Task to carry out.
Reproduce exactly, from the data that follows, the line with "the graph's variable", the line with "to a variable.", and every line that lies between them.

(Records excerpted from a collection)
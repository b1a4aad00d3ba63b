//! FactorNode — a factor bound to concrete variables.
//!
//! Purpose
//! -------
//! Provide the unit of scheduling in a factor graph: one [`Factor`] bound to
//! an ordered list of positional variables and a mapping of keyword-parameter
//! variables, with a uniform call contract and a declared plate set.
//!
//! Key behaviors
//! -------------
//! - [`FactorNode::call`] resolves every bound variable from positional
//!   values (construction order) and/or keyword values (by variable name),
//!   evaluates the factor, and returns a [`FactorValue`] with the factor's
//!   log contribution and no deterministic outputs.
//! - [`FactorNode::variables_difference`] is the pure dependency probe used
//!   by graph scheduling.
//! - The node's plate set is the first-occurrence union of its variables'
//!   plates; `ndim` is the plate count.
//!
//! Invariants & assumptions
//! ------------------------
//! - Nodes are immutable after construction and purely functional: calling
//!   one has no side effects.
//! - Extra keyword values are ignored; the graph forwards its full variable
//!   map to every node.
//! - The factor's log output carries `batch dims ++ node plate dims`; the
//!   graph checks this contract when aligning contributions.
//!
//! Conventions
//! -----------
//! - Keyword bindings map a factor parameter name to a variable; resolution
//!   at call time is by **variable** name, matching the graph's variable
//!   namespace.
//!
//! Testing notes
//! -------------
//! - Unit tests cover call resolution, arity and missing-argument errors,
//!   the dependency probe, and plate-union derivation.
use crate::graph::core::broadcast;
use crate::graph::core::factor::Factor;
use crate::graph::core::plate::Plate;
use crate::graph::core::validation::ordered_plate_union;
use crate::graph::core::value::{FactorValue, Tensor};
use crate::graph::core::variable::Variable;
use crate::graph::errors::{GraphError, GraphResult};
use ndarray::ArrayViewD;
use std::collections::{BTreeSet, HashMap};
use std::sync::Arc;

/// A factor bound to concrete variables for each of its parameters.
#[derive(Clone)]
pub struct FactorNode {
    factor: Arc<dyn Factor>,
    positional: Vec<Variable>,
    named: Vec<(String, Variable)>,
    plates: Vec<Plate>,
}

impl FactorNode {
    /// Bind a factor to its positional variables.
    ///
    /// Keyword-parameter bindings are added with [`FactorNode::with_named`];
    /// insertion order is preserved and becomes part of the factor's input
    /// order.
    pub fn new(factor: Arc<dyn Factor>, positional: Vec<Variable>) -> FactorNode {
        let plates = ordered_plate_union(positional.iter().map(|variable| variable.plates()));
        FactorNode { factor, positional, named: Vec::new(), plates }
    }

    /// Bind a keyword parameter of the factor to a variable.
    pub fn with_named(mut self, parameter: &str, variable: Variable) -> FactorNode {
        self.named.push((parameter.to_string(), variable));
        self.plates = ordered_plate_union(self.variables().map(|variable| variable.plates()));
        self
    }

    /// The underlying factor.
    pub fn factor(&self) -> &Arc<dyn Factor> {
        &self.factor
    }

    /// The factor's name.
    pub fn name(&self) -> &str {
        self.factor.name()
    }

    /// Ordered positional variables.
    pub fn positional_variables(&self) -> &[Variable] {
        &self.positional
    }

    /// Keyword-parameter bindings in insertion order.
    pub fn named_variables(&self) -> &[(String, Variable)] {
        &self.named
    }

    /// Every bound variable, positional first, then keyword bindings.
    pub fn variables(&self) -> impl Iterator<Item = &Variable> {
        self.positional.iter().chain(self.named.iter().map(|(_, variable)| variable))
    }

    /// Ordered union of the plates implied by the bound variables.
    pub fn plates(&self) -> &[Plate] {
        &self.plates
    }

    /// Number of plates this node ranges over.
    pub fn ndim(&self) -> usize {
        self.plates.len()
    }

    /// Names this node binds that are absent from `available`.
    ///
    /// Pure dependency probe used by graph scheduling; an empty result means
    /// the node is callable from `available` alone.
    pub fn variables_difference(&self, available: &BTreeSet<String>) -> BTreeSet<String> {
        self.variables()
            .map(|variable| variable.name().to_string())
            .filter(|name| !available.contains(name))
            .collect()
    }

    /// Render the node's call signature for error messages.
    pub fn call_signature(&self) -> String {
        let mut parts: Vec<String> =
            self.positional.iter().map(|variable| variable.name().to_string()).collect();
        if !self.named.is_empty() {
            parts.push("*".to_string());
            parts.extend(self.named.iter().map(|(_, variable)| variable.name().to_string()));
        }
        format!("{}({})", self.name(), parts.join(", "))
    }

    /// Call the node with positional and keyword values.
    ///
    /// Positional values fill positional variables in construction order;
    /// unfilled slots and keyword parameters resolve from `named` by
    /// variable name. Extra named entries are ignored.
    ///
    /// # Errors
    /// - [`GraphError::TooManyArguments`] when more positional values are
    ///   supplied than the node has positional variables.
    /// - [`GraphError::MissingArguments`] enumerating every unresolved name.
    /// - [`GraphError::OutputArityMismatch`] when the factor does not
    ///   produce exactly one output.
    /// - Any error raised inside the factor, propagated unchanged.
    pub fn call(
        &self, positional: &[Tensor], named: &HashMap<String, Tensor>,
    ) -> GraphResult<FactorValue> {
        let resolved = self.resolve(positional, named)?;
        let views: Vec<ArrayViewD<'_, f64>> =
            resolved.iter().map(|(_, view)| view.clone()).collect();
        let mut outputs = self.factor.evaluate(&views)?;
        let returned = outputs.len();
        match (outputs.pop(), returned) {
            (Some(log_value), 1) => Ok(FactorValue::new(log_value, HashMap::new())),
            _ => Err(GraphError::OutputArityMismatch {
                factor: self.name().to_string(),
                declared: 1,
                returned,
            }),
        }
    }

    /// The node's call shape for the given inputs: co-broadcast batch dims
    /// followed by this node's plate extents. Exposed for diagnostics; the
    /// deterministic reshape path relies on it.
    pub fn function_shape(
        &self, positional: &[Tensor], named: &HashMap<String, Tensor>,
    ) -> GraphResult<Vec<usize>> {
        let resolved = self.resolve(positional, named)?;
        broadcast::function_shape(&resolved, &self.plates)
    }

    /// Resolve every bound variable to a value view, in factor input order.
    pub(crate) fn resolve<'a>(
        &'a self, positional: &'a [Tensor], named: &'a HashMap<String, Tensor>,
    ) -> GraphResult<Vec<(&'a Variable, ArrayViewD<'a, f64>)>> {
        if positional.len() > self.positional.len() {
            return Err(GraphError::TooManyArguments {
                given: positional.len(),
                expected: self.positional.len(),
                signature: self.call_signature(),
            });
        }

        let mut resolved = Vec::with_capacity(self.positional.len() + self.named.len());
        let mut missing: BTreeSet<String> = BTreeSet::new();
        for (slot, variable) in self.positional.iter().enumerate() {
            let value = positional.get(slot).or_else(|| named.get(variable.name()));
            match value {
                Some(value) => resolved.push((variable, value.view())),
                None => {
                    missing.insert(variable.name().to_string());
                }
            }
        }
        for (_, variable) in &self.named {
            match named.get(variable.name()) {
                Some(value) => resolved.push((variable, value.view())),
                None => {
                    missing.insert(variable.name().to_string());
                }
            }
        }

        if !missing.is_empty() {
            return Err(GraphError::MissingArguments {
                missing: missing.into_iter().collect(),
                signature: self.call_signature(),
            });
        }
        Ok(resolved)
    }
}

impl std::fmt::Display for FactorNode {
    fn fmt(&self, f: &mut std::fmt::Formatter<'_>) -> std::fmt::Result {
        let names: Vec<&str> = self.variables().map(|variable| variable.name()).collect();
        write!(f, "{}({})", self.name(), names.join(", "))
    }
}

impl std::fmt::Debug for FactorNode {
    fn fmt(&self, f: &mut std::fmt::Formatter<'_>) -> std::fmt::Result {
        write!(f, "FactorNode({self})")
    }
}

#[cfg(test)]
mod tests {
    use super::*;
    use crate::graph::core::factor::FactorFn;
    use crate::graph::core::value::scalar;
    use ndarray::{ArrayD, IxDyn};

    // -------------------------------------------------------------------------
    // Scope
    // -----
    // These tests cover:
    // - Call resolution (positional order, keyword fallback, extras ignored).
    // - Arity and missing-argument error payloads.
    // - The scheduling dependency probe.
    // - Plate-union derivation across positional and keyword bindings.
    //
    // These tests intentionally DO NOT cover:
    // - Deterministic reshaping; that lives in `deterministic`.
    // -------------------------------------------------------------------------

    // Purpose
    // -------
    // Build a two-input node computing `-0.5 (x - mu)^2` with `x` positional
    // and `mu` bound as a keyword parameter.
    fn make_residual_node() -> FactorNode {
        let factor: Arc<dyn Factor> = Arc::new(FactorFn::new("residual", |inputs| {
            let x = &inputs[0];
            let mu = &inputs[1];
            Ok((x - mu).mapv(|v| -0.5 * v * v))
        }));
        FactorNode::new(factor, vec![Variable::new("x")])
            .with_named("location", Variable::new("mu"))
    }

    #[test]
    // Purpose
    // -------
    // Positional values fill construction order; keyword parameters resolve
    // by variable name; unused keyword entries are ignored.
    //
    // Given
    // -----
    // - x = 3 positionally, mu = 1 by name, plus an unrelated entry.
    //
    // Expect
    // ------
    // - log value -0.5 * (3 - 1)^2 = -2, no deterministic outputs.
    fn call_resolves_positional_then_keyword_values() {
        let node = make_residual_node();
        let mut named = HashMap::new();
        named.insert("mu".to_string(), scalar(1.0));
        named.insert("unrelated".to_string(), scalar(9.0));

        let value = node.call(&[scalar(3.0)], &named).unwrap();

        assert_eq!(value.log_value_sum(), -2.0);
        assert!(value.deterministic_values.is_empty());
    }

    #[test]
    // Purpose
    // -------
    // A positional variable can also be supplied by keyword when no
    // positional value fills its slot.
    //
    // Given
    // -----
    // - Both x and mu by keyword, nothing positional.
    //
    // Expect
    // ------
    // - Same result as the positional call.
    fn call_falls_back_to_keyword_for_unfilled_positional_slots() {
        let node = make_residual_node();
        let mut named = HashMap::new();
        named.insert("x".to_string(), scalar(3.0));
        named.insert("mu".to_string(), scalar(1.0));

        let value = node.call(&[], &named).unwrap();

        assert_eq!(value.log_value_sum(), -2.0);
    }

    #[test]
    // Purpose
    // -------
    // Supplying more positional values than positional variables is an
    // arity error naming the node's call signature.
    //
    // Given
    // -----
    // - Two positional values for a one-positional-variable node.
    //
    // Expect
    // ------
    // - `TooManyArguments { given: 2, expected: 1 }` with the signature.
    fn call_rejects_excess_positional_values() {
        let node = make_residual_node();

        let err = node.call(&[scalar(1.0), scalar(2.0)], &HashMap::new()).unwrap_err();

        assert_eq!(
            err,
            GraphError::TooManyArguments {
                given: 2,
                expected: 1,
                signature: "residual(x, *, mu)".to_string(),
            }
        );
    }

    #[test]
    // Purpose
    // -------
    // Every unresolved variable is enumerated in one missing-arguments
    // error, sorted.
    //
    // Given
    // -----
    // - No values at all for a node binding x and mu.
    //
    // Expect
    // ------
    // - `MissingArguments { missing: [mu, x] }`.
    fn call_enumerates_every_missing_variable() {
        let node = make_residual_node();

        let err = node.call(&[], &HashMap::new()).unwrap_err();

        assert_eq!(
            err,
            GraphError::MissingArguments {
                missing: vec!["mu".to_string(), "x".to_string()],
                signature: "residual(x, *, mu)".to_string(),
            }
        );
    }

    #[test]
    // Purpose
    // -------
    // The dependency probe reports exactly the bound names absent from the
    // available set and never mutates anything.
    //
    // Given
    // -----
    // - Available = {x}; node binds x and mu.
    //
    // Expect
    // ------
    // - Difference = {mu}.
    fn variables_difference_reports_absent_names() {
        let node = make_residual_node();
        let available: BTreeSet<String> = [String::from("x")].into();

        let difference = node.variables_difference(&available);

        assert_eq!(difference, [String::from("mu")].into());
    }

    #[test]
    // Purpose
    // -------
    // The node's plates are the first-occurrence union across positional
    // and keyword bindings.
    //
    // Given
    // -----
    // - x over [row], sigma over [row, column] bound by keyword.
    //
    // Expect
    // ------
    // - Plates [row, column], ndim 2.
    fn plates_union_spans_positional_and_keyword_bindings() {
        let row = Plate::new("row");
        let column = Plate::new("column");
        let factor: Arc<dyn Factor> =
            Arc::new(FactorFn::new("field", |inputs| Ok(inputs[0].to_owned())));
        let node = FactorNode::new(
            factor,
            vec![Variable::with_plates("x", vec![row.clone()])],
        )
        .with_named(
            "scale",
            Variable::with_plates("sigma", vec![row.clone(), column.clone()]),
        );

        assert_eq!(node.plates(), &[row, column]);
        assert_eq!(node.ndim(), 2);
    }

    #[test]
    // Purpose
    // -------
    // `function_shape` combines batch dims with the node's plate extents.
    //
    // Given
    // -----
    // - x over one plate, bound to a (3, 4) value (batch 3, extent 4).
    //
    // Expect
    // ------
    // - Call shape (3, 4).
    fn function_shape_reports_batch_then_plate_extents() {
        let obs = Plate::new("obs");
        let factor: Arc<dyn Factor> =
            Arc::new(FactorFn::new("plated", |inputs| Ok(inputs[0].to_owned())));
        let node =
            FactorNode::new(factor, vec![Variable::with_plates("x", vec![obs])]);
        let mut named = HashMap::new();
        named.insert("x".to_string(), ArrayD::from_elem(IxDyn(&[3, 4]), 1.0));

        let shape = node.function_shape(&[], &named).unwrap();

        assert_eq!(shape, vec![3, 4]);
    }
}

Your solution.
//!   at call time is by **variable** name, matching the graph's variable
//!   namespace.
//!
//! Testing notes
//! -------------
//! - Unit tests cover call resolution, arity and missing-argument errors,
//!   the dependency probe, and plate-union derivation.
use crate::graph::core::broadcast;
use crate::graph::core::factor::Factor;
use crate::graph::core::plate::Plate;
use crate::graph::core::validation::ordered_plate_union;
use crate::graph::core::value::{FactorValue, Tensor};
use crate::graph::core::variable::Variable;
use crate::graph::errors::{GraphError, GraphResult};
use ndarray::ArrayViewD;
use std::collections::{BTreeSet, HashMap};
use std::sync::Arc;

/// A factor bound to concrete variables for each of its parameters.
#[derive(Clone)]
pub struct FactorNode {
    factor: Arc<dyn Factor>,
    positional: Vec<Variable>,
    named: Vec<(String, Variable)>,
    plates: Vec<Plate>,
}

impl FactorNode {
    /// Bind a factor to its positional variables.
    ///
    /// Keyword-parameter bindings are added with [`FactorNode::with_named`];
    /// insertion order is preserved and becomes part of the factor's input
    /// order.
    pub fn new(factor: Arc<dyn Factor>, positional: Vec<Variable>) -> FactorNode {
        let plates = ordered_plate_union(positional.iter().map(|variable| variable.plates()));
        FactorNode { factor, positional, named: Vec::new(), plates }
    }

    /// Bind a keyword parameter of the factor to a variable.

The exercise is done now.